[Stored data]
//! Device configuration
//!
//! `config.json` in the config directory holds the device name, database
//! location, server settings and the peer seeds. A missing file yields the
//! defaults. Selected values can be overridden from the environment.

use std::collections::HashMap;
use std::net::SocketAddr;
use std::path::{Path, PathBuf};
use std::time::Duration;

use serde::{Deserialize, Serialize};

use crate::error::{Error, Result};
use crate::models::{Peer, PeerRegistration};
use crate::transport::{ResponderOptions, ServerOptions, TransportOptions, MAX_PAGE_SIZE};
use crate::util::normalize_text_option;

pub const CONFIG_FILE_NAME: &str = "config.json";
pub const DEFAULT_DATABASE_FILE: &str = "grove.db";
pub const DEFAULT_BIND_ADDR: &str = "0.0.0.0:8384";

#[derive(Debug, Clone, Default, Serialize, Deserialize, PartialEq, Eq)]
#[serde(deny_unknown_fields)]
pub struct GroveConfig {
    #[serde(default)]
    pub device_name: Option<String>,
    /// Database path; relative paths resolve against the config directory
    #[serde(default)]
    pub database_file: Option<PathBuf>,
    #[serde(default)]
    pub sync: SyncSettings,
}

#[derive(Debug, Clone, Serialize, Deserialize, PartialEq, Eq)]
#[serde(deny_unknown_fields, default)]
pub struct SyncSettings {
    pub enabled: bool,
    pub bind_addr: String,
    pub tls: bool,
    pub accepting: bool,
    pub require_known_peers: bool,
    pub request_timeout_secs: u64,
    pub connect_timeout_secs: u64,
    pub page_size: usize,
    pub peers: Vec<PeerRegistration>,
}

impl Default for SyncSettings {
    fn default() -> Self {
        Self {
            enabled: true,
            bind_addr: DEFAULT_BIND_ADDR.to_string(),
            tls: true,
            accepting: true,
            require_known_peers: false,
            request_timeout_secs: 30,
            connect_timeout_secs: 10,
            page_size: crate::transport::DEFAULT_PAGE_SIZE,
            peers: Vec::new(),
        }
    }
}

impl GroveConfig {
    pub fn path_in(config_dir: &Path) -> PathBuf {
        config_dir.join(CONFIG_FILE_NAME)
    }

    /// Load `config.json` from `config_dir`, applying process environment overrides.
    pub fn load(config_dir: &Path) -> Result<Self> {
        let values: HashMap<String, String> = std::env::vars().collect();
        let mut config = Self::load_from_path(&Self::path_in(config_dir))?;
        config.apply_overrides(|name| values.get(name).cloned())?;
        config.validate()?;
        Ok(config)
    }

    pub fn load_from_path(path: &Path) -> Result<Self> {
        if !path.exists() {
            return Ok(Self::default());
        }
        let raw = std::fs::read_to_string(path).map_err(|error| {
            Error::Config(format!("failed to read {}: {error}", path.display()))
        })?;
        let mut config = serde_json::from_str::<Self>(&raw).map_err(|error| {
            Error::Config(format!("failed to parse {}: {error}", path.display()))
        })?;
        config.normalize();
        Ok(config)
    }

    pub fn save(&self, config_dir: &Path) -> Result<PathBuf> {
        let path = Self::path_in(config_dir);
        self.save_to_path(&path)?;
        Ok(path)
    }

    pub fn save_to_path(&self, path: &Path) -> Result<()> {
        if let Some(parent) = path.parent() {
            std::fs::create_dir_all(parent).map_err(|error| {
                Error::Config(format!(
                    "failed to create config directory {}: {error}",
                    parent.display()
                ))
            })?;
        }
        let mut normalized = self.clone();
        normalized.normalize();
        let serialized = serde_json::to_string_pretty(&normalized)?;
        std::fs::write(path, serialized).map_err(|error| {
            Error::Config(format!("failed to write {}: {error}", path.display()))
        })
    }

    /// Apply `GROVE_*` overrides read through `lookup`.
    pub fn apply_overrides(&mut self, lookup: impl Fn(&str) -> Option<String>) -> Result<()> {
        if let Some(name) = optional_trimmed(&lookup, "GROVE_DEVICE_NAME") {
            self.device_name = Some(name);
        }
        if let Some(addr) = optional_trimmed(&lookup, "GROVE_SYNC_BIND_ADDR") {
            self.sync.bind_addr = addr;
        }
        if let Some(raw) = optional_trimmed(&lookup, "GROVE_SYNC_TIMEOUT_SECS") {
            self.sync.request_timeout_secs = raw.parse().map_err(|_| {
                Error::Config("GROVE_SYNC_TIMEOUT_SECS must be a positive integer".to_string())
            })?;
        }
        if let Some(raw) = optional_trimmed(&lookup, "GROVE_SYNC_PAGE_SIZE") {
            self.sync.page_size = raw.parse().map_err(|_| {
                Error::Config(format!(
                    "GROVE_SYNC_PAGE_SIZE must be an integer in [1, {MAX_PAGE_SIZE}]"
                ))
            })?;
        }
        Ok(())
    }

    pub fn validate(&self) -> Result<()> {
        let sync = &self.sync;
        if !(1..=MAX_PAGE_SIZE).contains(&sync.page_size) {
            return Err(Error::Config(format!(
                "sync.page_size must be in [1, {MAX_PAGE_SIZE}], got {}",
                sync.page_size
            )));
        }
        if sync.request_timeout_secs == 0 || sync.connect_timeout_secs == 0 {
            return Err(Error::Config(
                "sync timeouts must be greater than 0".to_string(),
            ));
        }
        self.bind_addr()?;
        Ok(())
    }

    pub fn bind_addr(&self) -> Result<SocketAddr> {
        self.sync.bind_addr.parse().map_err(|_| {
            Error::Config(format!(
                "sync.bind_addr is not a socket address: {}",
                self.sync.bind_addr
            ))
        })
    }

    pub fn database_path(&self, config_dir: &Path) -> PathBuf {
        match &self.database_file {
            Some(path) if path.is_absolute() => path.clone(),
            Some(path) => config_dir.join(path),
            None => config_dir.join(DEFAULT_DATABASE_FILE),
        }
    }

    pub const fn transport_options(&self) -> TransportOptions {
        TransportOptions {
            request_timeout: Duration::from_secs(self.sync.request_timeout_secs),
            connect_timeout: Duration::from_secs(self.sync.connect_timeout_secs),
        }
    }

    pub const fn responder_options(&self) -> ResponderOptions {
        ResponderOptions {
            accepting: self.sync.accepting,
            page_size: self.sync.page_size,
            require_known_peers: self.sync.require_known_peers,
        }
    }

    pub fn server_options(&self) -> Result<ServerOptions> {
        Ok(ServerOptions {
            bind_addr: self.bind_addr()?,
            tls: self.sync.tls,
        })
    }

    /// Mirror a registration into the peer seeds, replacing any seed with the same id.
    pub fn upsert_peer_seed(&mut self, peer: &Peer) {
        let seed = PeerRegistration {
            peer_id: peer.peer_id.to_string(),
            peer_name: peer.peer_name.clone(),
            peer_url: peer.peer_url.clone(),
            certificate_fingerprint: peer
                .certificate_fingerprint
                .as_ref()
                .map(ToString::to_string),
        };
        match self.seed_index(&seed.peer_id) {
            Some(index) => self.sync.peers[index] = seed,
            None => self.sync.peers.push(seed),
        }
    }

    /// Drop the seed for `peer_id`; returns whether one existed.
    pub fn remove_peer_seed(&mut self, peer_id: &str) -> bool {
        let before = self.sync.peers.len();
        let wanted = seed_key(peer_id);
        self.sync
            .peers
            .retain(|seed| seed_key(&seed.peer_id) != wanted);
        self.sync.peers.len() != before
    }

    /// Copy fingerprints pinned in the registry into seeds that lack one.
    ///
    /// Returns whether any seed changed.
    pub fn record_pinned_fingerprints(&mut self, peers: &[Peer]) -> bool {
        let mut changed = false;
        for peer in peers {
            let Some(fingerprint) = &peer.certificate_fingerprint else {
                continue;
            };
            let Some(index) = self.seed_index(&peer.peer_id.to_string()) else {
                continue;
            };
            let seed = &mut self.sync.peers[index];
            if seed.certificate_fingerprint.is_none() {
                seed.certificate_fingerprint = Some(fingerprint.to_string());
                changed = true;
            }
        }
        changed
    }

    fn seed_index(&self, peer_id: &str) -> Option<usize> {
        let wanted = seed_key(peer_id);
        self.sync
            .peers
            .iter()
            .position(|seed| seed_key(&seed.peer_id) == wanted)
    }

    fn normalize(&mut self) {
        self.device_name = normalize_text_option(self.device_name.take());
        self.sync.bind_addr = self.sync.bind_addr.trim().to_string();
        for seed in &mut self.sync.peers {
            seed.certificate_fingerprint =
                normalize_text_option(seed.certificate_fingerprint.take());
        }
    }
}

/// Seeds may spell ids hyphenated or in upper case.
fn seed_key(peer_id: &str) -> String {
    peer_id.trim().replace('-', "").to_ascii_lowercase()
}

fn optional_trimmed(lookup: impl Fn(&str) -> Option<String>, name: &str) -> Option<String> {
    lookup(name).and_then(|value| normalize_text_option(Some(value)))
}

_Work instruction_
Could you return all lines from the records that include the word "impl"?

_Exercise result_
impl Default for SyncSettings {
impl GroveConfig {
    pub fn apply_overrides(&mut self, lookup: impl Fn(&str) -> Option<String>) -> Result<()> {
fn optional_trimmed(lookup: impl Fn(&str) -> Option<String>, name: &str) -> Option<String> {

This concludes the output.